Stored data
⟨

/*!
# Overview
ospurge-rs deletes every resource a project owns in an OpenStack cloud.
Servers, volumes, snapshots, networks, routers, images, objects, stacks and
alarms are purged concurrently, each kind waiting until the resources it
depends on are gone.

## Features
- **Dependency aware**: each resource kind waits for the kinds it depends on
  (e.g. volumes wait for their snapshots and the servers they are attached to)
- **Concurrent**: kinds are purged on a bounded worker pool
- **Fail fast**: a kind that cannot be purged stops every other kind
- **Safe by default**: dry-run mode, ownership filter on every resource,
  shared resources (public images, external networks) are kept unless asked
- **Extensible**: third-party resource kinds can be registered next to the
  built-in ones
- **Library-First**: the `ospurge` CLI is a thin wrapper over this library

## As a Library

```toml
[dependencies]
ospurge-rs = "0.1"
tokio = { version = "1", features = ["full"] }
```

```no_run
use ospurge_rs::cloud::openstack::OpenStackClient;
use ospurge_rs::config::args::parse_from_args;
use ospurge_rs::{
    Config, KindContext, KindRegistry, PurgePipeline, PurgeSession,
    create_purge_cancellation_token,
};

#[tokio::main]
async fn main() -> anyhow::Result<()> {
    let args = vec![
        "ospurge",
        "--purge-project",
        "demo",
        "--dry-run",
        "--os-auth-url",
        "https://keystone.example.com:5000/v3",
        "--os-username",
        "admin",
        "--os-password",
        "secret",
    ];

    let parsed_args = parse_from_args(args)?;
    let config = Config::try_from(parsed_args).map_err(anyhow::Error::msg)?;
    let client_config = config.client_config.clone().unwrap();

    let identity = OpenStackClient::connect(&client_config).await?;
    let mut session = PurgeSession::new(Box::new(identity), &config).await?;
    session.prepare().await?;

    let ctx = KindContext::new(
        session.connect().await?,
        session.project_id(),
        config.delete_shared_resources,
    );
    let kinds = KindRegistry::with_builtin_kinds().instantiate(&ctx, config.resources.as_deref())?;

    let mut pipeline = PurgePipeline::new(config, kinds, create_purge_cancellation_token());
    pipeline.close_stats_sender();
    pipeline.run().await;
    session.restore().await?;

    if let Some(messages) = pipeline.get_error_messages() {
        eprintln!("{}", messages.join("\n"));
    }
    Ok(())
}
```
*/

#![allow(clippy::collapsible_if)]

pub mod cloud;
pub mod config;
pub mod kinds;
pub mod pipeline;
pub mod runner;
pub mod session;
pub mod types;

#[cfg(test)]
pub(crate) mod test_utils;

pub use config::Config;
pub use config::args::{CLIArgs, build_config_from_args, parse_from_args};
pub use kinds::{Kind, KindContext, KindRegistry, ResourceKind};
pub use pipeline::PurgePipeline;
pub use runner::{KindOutcome, KindStatus};
pub use session::PurgeSession;
pub use types::error::{PurgeError, exit_code_from_error, is_cancelled_error};
pub use types::token::{PurgeCancellationToken, create_purge_cancellation_token};
pub use types::{PurgeStatistics, Resource};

⟩

◆ TASK: A verbatim copy of every record is what you should return.

◆ ANSWER BELOW:
/*!
# Overview
ospurge-rs deletes every resource a project owns in an OpenStack cloud.
Servers, volumes, snapshots, networks, routers, images, objects, stacks and
alarms are purged concurrently, each kind waiting until the resources it
depends on are gone.

## Features
- **Dependency aware**: each resource kind waits for the kinds it depends on
  (e.g. volumes wait for their snapshots and the servers they are attached to)
- **Concurrent**: kinds are purged on a bounded worker pool
- **Fail fast**: a kind that cannot be purged stops every other kind
- **Safe by default**: dry-run mode, ownership filter on every resource,
  shared resources (public images, external networks) are kept unless asked
- **Extensible**: third-party resource kinds can be registered next to the
  built-in ones
- **Library-First**: the `ospurge` CLI is a thin wrapper over this library

## As a Library

```toml
[dependencies]
ospurge-rs = "0.1"
tokio = { version = "1", features = ["full"] }
```

```no_run
use ospurge_rs::cloud::openstack::OpenStackClient;
use ospurge_rs::config::args::parse_from_args;
use ospurge_rs::{
    Config, KindContext, KindRegistry, PurgePipeline, PurgeSession,
    create_purge_cancellation_token,
};

#[tokio::main]
async fn main() -> anyhow::Result<()> {
    let args = vec![
        "ospurge",
        "--purge-project",
        "demo",
        "--dry-run",
        "--os-auth-url",
        "https://keystone.example.com:5000/v3",
        "--os-username",
        "admin",
        "--os-password",
        "secret",
    ];

    let parsed_args = parse_from_args(args)?;
    let config = Config::try_from(parsed_args).map_err(anyhow::Error::msg)?;
    let client_config = config.client_config.clone().unwrap();

    let identity = OpenStackClient::connect(&client_config).await?;
    let mut session = PurgeSession::new(Box::new(identity), &config).await?;
    session.prepare().await?;

    let ctx = KindContext::new(
        session.connect().await?,
        session.project_id(),
        config.delete_shared_resources,
    );
    let kinds = KindRegistry::with_builtin_kinds().instantiate(&ctx, config.resources.as_deref())?;

    let mut pipeline = PurgePipeline::new(config, kinds, create_purge_cancellation_token());
    pipeline.close_stats_sender();
    pipeline.run().await;
    session.restore().await?;

    if let Some(messages) = pipeline.get_error_messages() {
        eprintln!("{}", messages.join("\n"));
    }
    Ok(())
}
```
*/

#![allow(clippy::collapsible_if)]

pub mod cloud;
pub mod config;
pub mod kinds;
pub mod pipeline;
pub mod runner;
pub mod session;
pub mod types;

#[cfg(test)]
pub(crate) mod test_utils;

pub use config::Config;
pub use config::args::{CLIArgs, build_config_from_args, parse_from_args};
pub use kinds::{Kind, KindContext, KindRegistry, ResourceKind};
pub use pipeline::PurgePipeline;
pub use runner::{KindOutcome, KindStatus};
pub use session::PurgeSession;
pub use types::error::{PurgeError, exit_code_from_error, is_cancelled_error};
pub use types::token::{PurgeCancellationToken, create_purge_cancellation_token};
pub use types::{PurgeStatistics, Resource};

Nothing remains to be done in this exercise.